The gamification initiative proved to be quite successful as the employee turnover rate went from 25% to 8% after the introduction of the game.
Keep in mind that assessing a candidate’s creativity should come in the second or third interviews, only after the initial screening for experience, education level, and skills are complete.
Follow up with all Candidates
Whenever possible, maintain a regular rapport with your candidates in all stages of the hiring process. In the age of automation, it’s tempting just to leave the email process to automation.
Don’t do this.
Send a confirmation email before the interview. Respond to candidates’ concerns before or after emails. Send acceptance or rejection emails to candidates. These are all important ways to keep candidates in the loop.

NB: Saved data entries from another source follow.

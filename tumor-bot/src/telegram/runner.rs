//! REPL runner: converts teloxide messages to core messages and passes them to the HandlerChain.
//! Calls get_me once to populate the shared bot username used for `/cmd@botname` filtering.

use std::sync::Arc;

use anyhow::Result;
use handler_chain::HandlerChain;
use scan_core::ToCoreMessage;
use teloxide::prelude::*;
use tracing::{error, info, instrument, warn};

use super::adapters::TelegramMessageWrapper;

/// Starts the long-polling REPL with the given chain and bot username cache.
/// teloxide runs different chats concurrently and one chat's messages in arrival order; each
/// message is handled to completion before the next one from the same chat.
#[instrument(skip(bot, handler_chain, bot_username))]
pub async fn run_repl(
    bot: teloxide::Bot,
    handler_chain: HandlerChain,
    bot_username: Arc<tokio::sync::RwLock<Option<String>>>,
) -> Result<()> {
    match bot.get_me().await {
        Ok(me) => {
            if let Some(username) = &me.user.username {
                *bot_username.write().await = Some(username.clone());
                info!(username = %username, "Brain Tumor Detection Bot is starting...");
            }
        }
        Err(e) => warn!(error = %e, "get_me failed; commands addressed to any bot will be answered"),
    }

    teloxide::repl(bot, move |_bot: Bot, msg: teloxide::types::Message| {
        let chain = handler_chain.clone();

        async move {
            handle_update(&chain, &msg).await;
            Ok(())
        }
    })
    .await;

    Ok(())
}

/// Converts one update and runs it through the chain. Chain errors are logged, not returned,
/// so the REPL keeps polling.
pub async fn handle_update(chain: &HandlerChain, msg: &teloxide::types::Message) {
    let core_msg = TelegramMessageWrapper(msg).to_core();
    info!(
        user_id = core_msg.user.id,
        chat_id = core_msg.chat.id,
        message_id = %core_msg.id,
        kind = ?core_msg.kind,
        "step: processing message (handler chain started)"
    );
    if let Err(e) = chain.handle(&core_msg).await {
        error!(error = %e, user_id = core_msg.user.id, "Handler chain failed");
    }
}
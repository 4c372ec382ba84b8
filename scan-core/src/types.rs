//! Core types: user, chat, message, handler response, and Handler trait.

use async_trait::async_trait;
use serde::{Deserialize, Serialize};

/// User identity (id, username, names).
#[derive(Debug, Clone, Serialize, Deserialize)]
pub struct User {
    pub id: i64,
    pub username: Option<String>,
    pub first_name: Option<String>,
    pub last_name: Option<String>,
}

impl User {
    /// First name when known, otherwise username, otherwise "there".
    pub fn display_name(&self) -> &str {
        self.first_name
            .as_deref()
            .or(self.username.as_deref())
            .unwrap_or("there")
    }
}

/// Chat (channel or private) identity.
#[derive(Debug, Clone, Serialize, Deserialize)]
pub struct Chat {
    pub id: i64,
    pub chat_type: String,
}

/// What an incoming message carries, decided once by the transport adapter.
#[derive(Debug, Clone, Copy, PartialEq, Eq, Serialize, Deserialize)]
pub enum MessageKind {
    /// Plain text that is not a bot command.
    Text,
    /// Text starting with `/`.
    Command,
    /// A photo, or a document whose MIME type is `image/*`.
    Image,
    /// Anything else (stickers, voice, ...).
    Other,
}

/// A single message with user, chat, content, and optional image attachment.
#[derive(Debug, Clone, Serialize, Deserialize)]
pub struct Message {
    pub id: String,
    pub user: User,
    pub chat: Chat,
    /// Message text, or the caption for images.
    pub content: String,
    pub kind: MessageKind,
    /// Transport file id of the largest photo size (or the image document).
    pub image_file_id: Option<String>,
}

impl Message {
    /// Command name without the leading `/` and any `@botname` suffix, lower-cased.
    pub fn command(&self) -> Option<String> {
        if self.kind != MessageKind::Command {
            return None;
        }
        let first = self.content.split_whitespace().next()?;
        let name = first.strip_prefix('/')?;
        let name = name.split('@').next().unwrap_or(name);
        if name.is_empty() {
            None
        } else {
            Some(name.to_lowercase())
        }
    }

    /// The `@botname` suffix of a command, when the sender addressed a specific bot.
    pub fn command_target(&self) -> Option<&str> {
        if self.kind != MessageKind::Command {
            return None;
        }
        let first = self.content.split_whitespace().next()?;
        let (_, target) = first.split_once('@')?;
        (!target.is_empty()).then_some(target)
    }

    /// True unless the command names a different bot than `bot_username`.
    /// An unknown own username accepts every command.
    pub fn is_command_for(&self, bot_username: Option<&str>) -> bool {
        match (self.command_target(), bot_username) {
            (Some(target), Some(own)) => target.eq_ignore_ascii_case(own.trim_start_matches('@')),
            _ => true,
        }
    }
}

/// Handler result for the chain. `Reply(text)` carries the response body so later handlers can use it in `after()`.
#[derive(Debug, Clone, PartialEq, Eq)]
pub enum HandlerResponse {
    /// Pass to next handler.
    Continue,
    /// Stop the chain; no response body.
    Stop,
    /// Skip this handler, try next.
    Ignore,
    /// Stop the chain and attach reply text.
    Reply(String),
}

/// Converts a transport-specific user type to core [`User`].
pub trait ToCoreUser: Send + Sync {
    fn to_core(&self) -> User;
}

/// Converts a transport-specific message type to core [`Message`].
pub trait ToCoreMessage: Send + Sync {
    fn to_core(&self) -> Message;
}

/// Single handler concept: optional before / handle / after. Chain runs all before → handle until Stop/Reply → all after (reverse).
#[async_trait]
pub trait Handler: Send + Sync {
    /// Runs before the handle phase. Return false to stop the chain.
    async fn before(&self, _message: &Message) -> crate::error::Result<bool> {
        Ok(true)
    }
    /// Processes the message. Return Stop or Reply to end the handle phase. Default: Continue.
    async fn handle(&self, _message: &Message) -> crate::error::Result<HandlerResponse> {
        Ok(HandlerResponse::Continue)
    }
    /// Runs after the handle phase (reverse order), with the final response.
    async fn after(
        &self,
        _message: &Message,
        _response: &HandlerResponse,
    ) -> crate::error::Result<()> {
        Ok(())
    }
}
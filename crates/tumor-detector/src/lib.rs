//! # tumor-detector
//!
//! Brain tumor detection with a YOLOv8 checkpoint exported to ONNX.
//!
//! - [`YoloDetector`] loads the model and runs letterbox → inference → decode → NMS.
//! - [`annotate`] draws the returned boxes; [`ScanAnalyzer`] ties decode, detect, annotate and
//!   JPEG encoding together for one uploaded scan.
//! - [`TumorClass`] is the static class / severity table the model was trained with.

pub mod annotate;
pub mod classes;
pub mod detection;
pub mod preprocess;
pub mod scan;
pub mod yolo;

pub use annotate::{annotate, encode_jpeg};
pub use classes::{Severity, TumorClass};
pub use detection::{iou, non_max_suppression, BoundingBox, Detection};
pub use preprocess::{letterbox, Letterbox};
pub use scan::{ScanAnalysis, ScanAnalyzer};
pub use yolo::{decode_output, Detector, DetectorConfig, YoloDetector};
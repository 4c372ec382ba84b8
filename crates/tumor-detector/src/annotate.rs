//! Box drawing and JPEG encoding for annotated scans.

use std::io::Cursor;

use anyhow::{Context, Result};
use image::codecs::jpeg::JpegEncoder;
use image::{DynamicImage, Rgb, RgbImage};

use crate::classes::TumorClass;
use crate::detection::Detection;

/// JPEG quality of the annotated reply.
pub const JPEG_QUALITY: u8 = 90;

/// Box color for a class id; the caption marks each finding with the same color.
pub fn class_color(class_id: usize) -> Rgb<u8> {
    Rgb(TumorClass::from_id(class_id).color())
}

/// Line width scaled to the image: `max(round((w + h) / 2 * 0.003), 2)`.
pub fn line_width(width: u32, height: u32) -> u32 {
    let scaled = ((width + height) as f32 / 2.0 * 0.003).round() as u32;
    scaled.max(2)
}

/// Returns an RGB copy of `image` with a hollow rectangle around each detection.
pub fn annotate(image: &DynamicImage, detections: &[Detection]) -> RgbImage {
    let mut canvas = image.to_rgb8();
    let (w, h) = canvas.dimensions();
    if w == 0 || h == 0 {
        return canvas;
    }
    let thickness = line_width(w, h);

    for det in detections {
        let color = class_color(det.class_id);
        let x1 = (det.bbox.x1.round() as u32).min(w - 1);
        let y1 = (det.bbox.y1.round() as u32).min(h - 1);
        let x2 = (det.bbox.x2.round() as u32).min(w - 1);
        let y2 = (det.bbox.y2.round() as u32).min(h - 1);

        // Stroke grows inward so thick lines stay inside the box.
        for t in 0..thickness {
            let (l, r) = (x1 + t, x2.saturating_sub(t));
            let (top, bottom) = (y1 + t, y2.saturating_sub(t));
            if l > r || top > bottom {
                break;
            }
            for x in l..=r {
                canvas.put_pixel(x, top, color);
                canvas.put_pixel(x, bottom, color);
            }
            for y in top..=bottom {
                canvas.put_pixel(l, y, color);
                canvas.put_pixel(r, y, color);
            }
        }
    }

    canvas
}

/// Encodes an RGB image as JPEG.
pub fn encode_jpeg(image: &RgbImage) -> Result<Vec<u8>> {
    let mut buf = Cursor::new(Vec::new());
    JpegEncoder::new_with_quality(&mut buf, JPEG_QUALITY)
        .encode_image(image)
        .context("Failed to encode annotated scan as JPEG")?;
    Ok(buf.into_inner())
}
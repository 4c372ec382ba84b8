//! Config tests.

use crate::config::{parse_user_ids, BotConfig, DetectionSettings, DEFAULT_MODEL_PATH};
use serial_test::serial;
use std::env;
use std::path::PathBuf;

const VARS: &[&str] = &[
    "TELEGRAM_BOT_TOKEN",
    "BOT_TOKEN",
    "TELEGRAM_API_URL",
    "TELOXIDE_API_URL",
    "LOG_FILE",
    "ALLOWED_USER_IDS",
    "MODEL_PATH",
    "DETECTION_CONFIDENCE",
    "DETECTION_IOU",
    "DETECTION_INPUT_SIZE",
    "DETECTION_THREADS",
    "GEMINI_API_KEY",
    "GEMINI_BASE_URL",
    "GEMINI_MODEL",
    "LLM_TIMEOUT_SECS",
];

fn clear_env() {
    for v in VARS {
        env::remove_var(v);
    }
}

#[test]
#[serial]
fn test_load_config_with_defaults() {
    clear_env();
    env::set_var("TELEGRAM_BOT_TOKEN", "test_token");
    env::set_var("GEMINI_API_KEY", "test_key");

    let config = BotConfig::load(None).unwrap();

    assert_eq!(config.bot_token(), "test_token");
    assert!(config.telegram_api_url().is_none());
    assert_eq!(config.log_file(), "logs/tumor-bot.log");
    assert!(config.allowed_user_ids().is_empty());
    assert_eq!(config.detection.model_path, PathBuf::from(DEFAULT_MODEL_PATH));
    assert_eq!(config.detection.confidence_threshold, 0.25);
    assert_eq!(config.detection.iou_threshold, 0.7);
    assert_eq!(config.detection.input_size, 640);
    assert_eq!(config.detection.intra_threads, 4);
    assert_eq!(config.llm.gemini_model, "gemini-1.5-flash");
    assert!(config.validate().is_ok());
}

#[test]
#[serial]
fn test_load_config_with_custom_values() {
    clear_env();
    env::set_var("BOT_TOKEN", "fallback_token");
    env::set_var("GEMINI_API_KEY", "test_key");
    env::set_var("GEMINI_MODEL", "gemini-2.0-flash");
    env::set_var("MODEL_PATH", "/models/best.onnx");
    env::set_var("DETECTION_CONFIDENCE", "0.4");
    env::set_var("DETECTION_INPUT_SIZE", "320");
    env::set_var("ALLOWED_USER_IDS", "1, 2,,3");
    env::set_var("LOG_FILE", "/tmp/bot.log");

    let config = BotConfig::load(None).unwrap();

    assert_eq!(config.bot_token(), "fallback_token");
    assert_eq!(config.llm.gemini_model, "gemini-2.0-flash");
    assert_eq!(config.detection.model_path, PathBuf::from("/models/best.onnx"));
    assert_eq!(config.detection.confidence_threshold, 0.4);
    assert_eq!(config.detection.input_size, 320);
    assert_eq!(config.allowed_user_ids(), &[1, 2, 3]);
    assert_eq!(config.log_file(), "/tmp/bot.log");

    clear_env();
}

#[test]
#[serial]
fn test_load_config_with_override_token() {
    clear_env();
    env::set_var("TELEGRAM_BOT_TOKEN", "env_token");
    env::set_var("GEMINI_API_KEY", "test_key");

    let config = BotConfig::load(Some("override_token".to_string())).unwrap();

    assert_eq!(config.bot_token(), "override_token");
}

#[test]
#[serial]
fn test_missing_token_or_gemini_key_fails() {
    clear_env();
    env::set_var("GEMINI_API_KEY", "test_key");
    assert!(BotConfig::load(None).is_err());

    clear_env();
    env::set_var("TELEGRAM_BOT_TOKEN", "test_token");
    let err = BotConfig::load(None).err().unwrap();
    assert!(err.to_string().contains("GEMINI_API_KEY"));
}

#[test]
#[serial]
fn test_validate_telegram_api_url_invalid() {
    clear_env();
    env::set_var("TELEGRAM_BOT_TOKEN", "test_token");
    env::set_var("GEMINI_API_KEY", "test_key");
    env::set_var("TELEGRAM_API_URL", "not-a-valid-url");

    let config = BotConfig::load(None).unwrap();
    assert!(config.validate().is_err());

    env::remove_var("TELEGRAM_API_URL");
}

#[test]
#[serial]
fn test_validate_thresholds() {
    clear_env();
    env::set_var("DETECTION_IOU", "1.5");
    assert!(DetectionSettings::from_env().unwrap().validate().is_err());

    env::set_var("DETECTION_IOU", "0");
    assert!(DetectionSettings::from_env().unwrap().validate().is_err());

    env::set_var("DETECTION_IOU", "1");
    assert!(DetectionSettings::from_env().unwrap().validate().is_ok());

    env::set_var("DETECTION_INPUT_SIZE", "100");
    assert!(DetectionSettings::from_env().unwrap().validate().is_err());

    clear_env();
}

#[test]
#[serial]
fn test_unparseable_detection_values_fail() {
    clear_env();
    env::set_var("DETECTION_CONFIDENCE", "abc");
    let err = DetectionSettings::from_env().unwrap_err();
    assert!(err.to_string().contains("DETECTION_CONFIDENCE"));

    env::set_var("TELEGRAM_BOT_TOKEN", "test_token");
    env::set_var("GEMINI_API_KEY", "test_key");
    assert!(BotConfig::load(None).is_err());

    clear_env();
    env::set_var("DETECTION_THREADS", "four");
    assert!(DetectionSettings::from_env().is_err());

    env::set_var("DETECTION_THREADS", "  ");
    assert_eq!(DetectionSettings::from_env().unwrap().intra_threads, 4);

    clear_env();
}

#[test]
#[serial]
fn test_invalid_allowed_user_ids_fail() {
    clear_env();
    env::set_var("TELEGRAM_BOT_TOKEN", "test_token");
    env::set_var("GEMINI_API_KEY", "test_key");
    env::set_var("ALLOWED_USER_IDS", "12,abc");

    assert!(BotConfig::load(None).is_err());

    clear_env();
}

#[test]
fn test_parse_user_ids() {
    assert_eq!(parse_user_ids("").unwrap(), Vec::<i64>::new());
    assert_eq!(parse_user_ids(" 5 ").unwrap(), vec![5]);
    assert_eq!(parse_user_ids("-100,7").unwrap(), vec![-100, 7]);
}
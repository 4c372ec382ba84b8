//! Tracing initialization: console and log file share the full fmt layer format
//! (level, target, span events, all fields).

use std::fs::OpenOptions;
use std::io;
use std::path::Path;
use std::sync::Arc;

use tracing_subscriber::{
    fmt::format::FmtSpan, layer::SubscriberExt, util::SubscriberInitExt, EnvFilter, Registry,
};

/// Initializes the global tracing subscriber.
///
/// Output is teed to stdout and `log_file_path` (opened in append mode, parent directory created).
/// Level comes from `RUST_LOG`, default `info`. Load `.env` before calling, or `RUST_LOG` from it is ignored.
pub fn init_tracing(log_file_path: &str) -> anyhow::Result<()> {
    if let Some(parent) = Path::new(log_file_path).parent() {
        if !parent.as_os_str().is_empty() {
            std::fs::create_dir_all(parent)?;
        }
    }
    let file = OpenOptions::new()
        .create(true)
        .append(true)
        .open(log_file_path)?;
    let file = Arc::new(file);

    let env_filter = EnvFilter::try_from_default_env().unwrap_or_else(|_| EnvFilter::new("info"));

    use tracing_subscriber::fmt::writer::MakeWriterExt;
    let writer = io::stdout.and(file);

    let fmt_layer = tracing_subscriber::fmt::layer()
        .with_writer(writer)
        .with_span_events(FmtSpan::CLOSE)
        .with_target(true)
        .with_thread_ids(true)
        .with_level(true)
        .with_file(false)
        .with_line_number(false);

    Registry::default()
        .with(env_filter)
        .with(fmt_layer)
        .try_init()
        .map_err(|e| anyhow::anyhow!("Failed to set global subscriber: {}", e))?;

    Ok(())
}
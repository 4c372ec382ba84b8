//! Wraps teloxide::Bot and implements [`scan_core::Bot`]. All text goes out with HTML parse mode.

use async_trait::async_trait;
use scan_core::{parse_message_id, Bot as CoreBot, Chat, Message, Result, ScanError};
use teloxide::net::Download;
use teloxide::prelude::*;
use teloxide::types::{ChatId, FileId, InputFile, MessageId, ParseMode};
use tracing::debug;

/// Thin wrapper around teloxide::Bot that implements core's Bot trait.
pub struct TelegramBotAdapter {
    bot: teloxide::Bot,
}

impl TelegramBotAdapter {
    pub fn new(bot: teloxide::Bot) -> Self {
        Self { bot }
    }
}

fn bot_err(e: impl std::fmt::Display) -> ScanError {
    ScanError::Bot(e.to_string())
}

#[async_trait]
impl CoreBot for TelegramBotAdapter {
    async fn send_message(&self, chat: &Chat, text: &str) -> Result<()> {
        self.send_message_and_return_id(chat, text).await?;
        Ok(())
    }

    async fn send_message_and_return_id(&self, chat: &Chat, text: &str) -> Result<String> {
        let sent = self
            .bot
            .send_message(ChatId(chat.id), text.to_string())
            .parse_mode(ParseMode::Html)
            .await
            .map_err(bot_err)?;
        Ok(sent.id.to_string())
    }

    async fn reply_to(&self, message: &Message, text: &str) -> Result<()> {
        self.send_message(&message.chat, text).await
    }

    async fn edit_message(&self, chat: &Chat, message_id: &str, text: &str) -> Result<()> {
        let id = parse_message_id(message_id)?;
        self.bot
            .edit_message_text(ChatId(chat.id), MessageId(id), text.to_string())
            .parse_mode(ParseMode::Html)
            .await
            .map_err(bot_err)?;
        Ok(())
    }

    async fn send_photo(
        &self,
        chat: &Chat,
        photo: Vec<u8>,
        file_name: &str,
        caption: Option<&str>,
    ) -> Result<()> {
        let file = InputFile::memory(photo).file_name(file_name.to_string());
        let mut request = self
            .bot
            .send_photo(ChatId(chat.id), file)
            .parse_mode(ParseMode::Html);
        if let Some(caption) = caption {
            request = request.caption(caption.to_string());
        }
        request.await.map_err(bot_err)?;
        Ok(())
    }

    async fn download_file(&self, file_id: &str) -> Result<Vec<u8>> {
        let file = self
            .bot
            .get_file(FileId(file_id.to_string()))
            .await
            .map_err(bot_err)?;
        let mut buf = Vec::new();
        self.bot
            .download_file(&file.path, &mut buf)
            .await
            .map_err(bot_err)?;
        debug!(file_id, bytes = buf.len(), "Downloaded file");
        Ok(buf)
    }
}
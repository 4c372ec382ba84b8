//! # LLM client abstraction
//!
//! Defines the [`LlmClient`] trait and a Google Gemini implementation. Transport-agnostic;
//! used by the question handler to answer follow-up questions.

use anyhow::Result;
use async_trait::async_trait;
use prompt::ChatMessage;

mod config;
mod gemini;

pub use config::{EnvLlmConfig, LlmConfig, DEFAULT_BASE_URL, DEFAULT_MODEL};
pub use gemini::GeminiClient;

/// LLM client interface: request a completion from a list of messages.
#[async_trait]
pub trait LlmClient: Send + Sync {
    /// Returns the model reply text for the given messages (system/user/assistant).
    async fn get_llm_response_with_messages(&self, messages: Vec<ChatMessage>) -> Result<String>;
}

/// Masks an API key/token for safe logging: shows first 7 chars + "***" + last 4 chars.
/// If length <= 11, returns "***" to avoid leaking any part of the key.
pub fn mask_token(token: &str) -> String {
    let len = token.len();
    if len <= 11 || !token.is_ascii() {
        "***".to_string()
    } else {
        format!("{}***{}", &token[..7], &token[len - 4..])
    }
}

#[cfg(test)]
mod tests {
    use super::*;

    #[test]
    fn test_mask_token_short_is_fully_hidden() {
        assert_eq!(mask_token(""), "***");
        assert_eq!(mask_token("abcdefghijk"), "***");
    }

    #[test]
    fn test_mask_token_long_keeps_head_and_tail() {
        assert_eq!(mask_token("AIzaSyD-1234567890-WXYZ"), "AIzaSyD***WXYZ");
    }

    #[test]
    fn test_mask_token_non_ascii_is_fully_hidden() {
        assert_eq!(mask_token("ключ-ключ-ключ-ключ"), "***");
    }
}
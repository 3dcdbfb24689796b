//! Error types for the runner.

use dss_emulator::{EmulatorError, ReleaseState, TransferError};
use std::io;
use std::path::PathBuf;
use thiserror::Error;

/// Errors raised while configuring or running a simulation.
#[derive(Debug, Error)]
pub enum RunnerError {
    /// Invalid configuration or command line.
    #[error("configuration error: {0}")]
    Config(String),

    /// A file named on the command line could not be read.
    #[error("failed to read {}: {source}", path.display())]
    Read {
        /// File that failed.
        path: PathBuf,
        /// Underlying error.
        #[source]
        source: io::Error,
    },

    /// The config document is not valid YAML for [`SimConfig`](crate::SimConfig).
    #[error("invalid config document: {0}")]
    Yaml(#[from] serde_yaml::Error),

    /// Socket or filesystem failure.
    #[error("I/O error: {0}")]
    Io(#[from] io::Error),

    /// The emulator refused a request.
    #[error(transparent)]
    Emulator(#[from] EmulatorError),

    /// A firmware transfer failed.
    #[error("firmware transfer failed: {0}")]
    Transfer(#[from] TransferError),

    /// The demo stopped before the release fired.
    #[error("demo stopped in {state}: {reason}")]
    Demo {
        /// Controller state when the demo stopped.
        state: ReleaseState,
        /// What went wrong.
        reason: String,
    },

    /// Ctrl-C was pressed.
    #[error("interrupted")]
    Interrupted,
}

/// Result type alias for runner operations.
pub type RunnerResult<T> = Result<T, RunnerError>;
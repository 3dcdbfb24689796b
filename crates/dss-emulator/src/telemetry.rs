//! Simulated sensor readings reported by the device.
//!
//! Units follow the register encoding: range and depth in centimetres,
//! battery in hundredths of a volt, water temperature in tenths of a degree,
//! noise in dB.

use dss_registers::{catalog, RegisterResult, RegisterTable};
use rand::Rng;
use serde::{Deserialize, Serialize};
use std::ops::RangeInclusive;

/// Bounds of the random walk.
mod walk {
    use std::ops::RangeInclusive;

    pub const RANGE: RangeInclusive<i64> = 500..=8000;
    pub const BATTERY: RangeInclusive<i64> = 1000..=1500;
    pub const TEMPERATURE: RangeInclusive<i64> = 20..=300;
    pub const DEPTH: RangeInclusive<i64> = 100..=5000;
    pub const NOISE: RangeInclusive<i64> = 15..=80;
}

/// Bounds accepted for injected values.
mod custom {
    use std::ops::RangeInclusive;

    pub const RANGE: RangeInclusive<i64> = 500..=8000;
    pub const BATTERY: RangeInclusive<i64> = 1000..=1600;
    pub const TEMPERATURE: RangeInclusive<i64> = 0..=400;
    pub const DEPTH: RangeInclusive<i64> = 100..=5000;
    pub const NOISE: RangeInclusive<i64> = 15..=100;
}

/// One snapshot of every sensor.
#[derive(Debug, Clone, Copy, PartialEq, Eq, Serialize, Deserialize)]
pub struct SensorReadings {
    /// Slant range to the release, cm.
    pub range: i64,
    /// Battery voltage, V/100.
    pub battery: i64,
    /// Water temperature, °C/10.
    pub temperature: i64,
    /// Depth, cm.
    pub depth: i64,
    /// Ambient noise, dB.
    pub noise: i64,
}

/// Values to inject; unset fields keep their current reading.
#[derive(Debug, Clone, Copy, Default, PartialEq, Eq, Serialize, Deserialize)]
#[serde(default)]
pub struct SensorOverrides {
    pub range: Option<i64>,
    pub battery: Option<i64>,
    pub temperature: Option<i64>,
    pub depth: Option<i64>,
    pub noise: Option<i64>,
}

impl SensorReadings {
    /// Draw a fresh set of plausible readings.
    pub fn random<R: Rng + ?Sized>(rng: &mut R) -> Self {
        SensorReadings {
            range: rng.gen_range(1000..=5000),
            battery: rng.gen_range(1200..=1500),
            temperature: rng.gen_range(50..=250),
            depth: rng.gen_range(500..=2000),
            noise: rng.gen_range(20..=60),
        }
    }

    /// Take one bounded random-walk step on every sensor.
    pub fn drift<R: Rng + ?Sized>(&mut self, rng: &mut R) {
        self.range = step(self.range, rng.gen_range(-100..=100), walk::RANGE);
        self.battery = step(self.battery, rng.gen_range(-5..=0), walk::BATTERY);
        self.temperature = step(self.temperature, rng.gen_range(-2..=2), walk::TEMPERATURE);
        self.depth = step(self.depth, rng.gen_range(-50..=50), walk::DEPTH);
        self.noise = step(self.noise, rng.gen_range(-5..=5), walk::NOISE);
    }

    /// Replace readings with injected values, clamped to their bounds.
    pub fn apply_overrides(&mut self, overrides: &SensorOverrides) {
        let set = |current: i64, value: Option<i64>, bounds: RangeInclusive<i64>| {
            value.map_or(current, |v| clamp(v, bounds))
        };
        self.range = set(self.range, overrides.range, custom::RANGE);
        self.battery = set(self.battery, overrides.battery, custom::BATTERY);
        self.temperature = set(self.temperature, overrides.temperature, custom::TEMPERATURE);
        self.depth = set(self.depth, overrides.depth, custom::DEPTH);
        self.noise = set(self.noise, overrides.noise, custom::NOISE);
    }

    /// Write the ranging telemetry into `table`, marking each register changed.
    pub fn publish(&self, table: &mut RegisterTable) -> RegisterResult<()> {
        table.update(&catalog::RRR_VAL, self.range)?;
        table.update(&catalog::RR1_VAL, self.battery)?;
        table.update(&catalog::RR2_VAL, self.temperature)?;
        table.update(&catalog::RR3_VAL, self.depth)
    }
}

fn step(value: i64, delta: i64, bounds: RangeInclusive<i64>) -> i64 {
    clamp(value + delta, bounds)
}

fn clamp(value: i64, bounds: RangeInclusive<i64>) -> i64 {
    value.clamp(*bounds.start(), *bounds.end())
}

#[cfg(test)]
mod tests {
    use super::*;
    use rand::SeedableRng;
    use rand_chacha::ChaCha8Rng;

    #[test]
    fn test_drift_stays_in_bounds() {
        let mut rng = ChaCha8Rng::seed_from_u64(7);
        let mut readings = SensorReadings::random(&mut rng);
        for _ in 0..10_000 {
            readings.drift(&mut rng);
            assert!(walk::RANGE.contains(&readings.range));
            assert!(walk::BATTERY.contains(&readings.battery));
            assert!(walk::TEMPERATURE.contains(&readings.temperature));
            assert!(walk::DEPTH.contains(&readings.depth));
            assert!(walk::NOISE.contains(&readings.noise));
        }
    }

    #[test]
    fn test_battery_never_rises() {
        let mut rng = ChaCha8Rng::seed_from_u64(1);
        let mut readings = SensorReadings::random(&mut rng);
        let mut last = readings.battery;
        for _ in 0..100 {
            readings.drift(&mut rng);
            assert!(readings.battery <= last);
            last = readings.battery;
        }
    }

    #[test]
    fn test_overrides_are_clamped() {
        let mut rng = ChaCha8Rng::seed_from_u64(3);
        let mut readings = SensorReadings::random(&mut rng);
        let before = readings;
        readings.apply_overrides(&SensorOverrides {
            range: Some(100),
            noise: Some(120),
            temperature: Some(-10),
            ..Default::default()
        });
        assert_eq!(readings.range, 500);
        assert_eq!(readings.noise, 100);
        assert_eq!(readings.temperature, 0);
        assert_eq!(readings.battery, before.battery);
        assert_eq!(readings.depth, before.depth);
    }

    #[test]
    fn test_publish_marks_registers() {
        let mut table = RegisterTable::standard();
        let readings = SensorReadings {
            range: 1234,
            battery: 1400,
            temperature: 120,
            depth: 900,
            noise: 40,
        };
        readings.publish(&mut table).unwrap();
        assert_eq!(table.get_int(&catalog::RRR_VAL).unwrap(), 1234);
        assert_eq!(table.get_int(&catalog::RR2_VAL).unwrap(), 120);
        let expected = catalog::RRR_VAL.mask()
            | catalog::RR1_VAL.mask()
            | catalog::RR2_VAL.mask()
            | catalog::RR3_VAL.mask();
        assert_eq!(table.take_changes(), Some(expected));
    }
}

Be sure your recruiters give unsuccessful candidates plenty of feedback on their interviews so they may be more successful in future interviews.
Be Honest in Your Communication
Yes, it’s an uncomfortable feeling to tell a candidate that they did not get the job. In fact, it establishes a negative candidate experience far more to ignore them entirely after a failed interview.
CEO of the Employee Justice Legal Team Jesse Harrison says that when it comes to the hiring process, honesty is still the best policy. Be honest if you don’t think you can work with a candidate as most job seekers would prefer employers who are upfront and direct.
Avoid giving candidates false hope after an interview. When you tell candidates that they will receive a call in the next week on whether or not they got the job, be sure to call them at that time. Regardless of the result.
Create Human Connections, Not Resources
Creating a positive candidate experience starts with changing your perception of candidates. Instead of burning bridges with these new human connections, build them through a memorable candidate experience.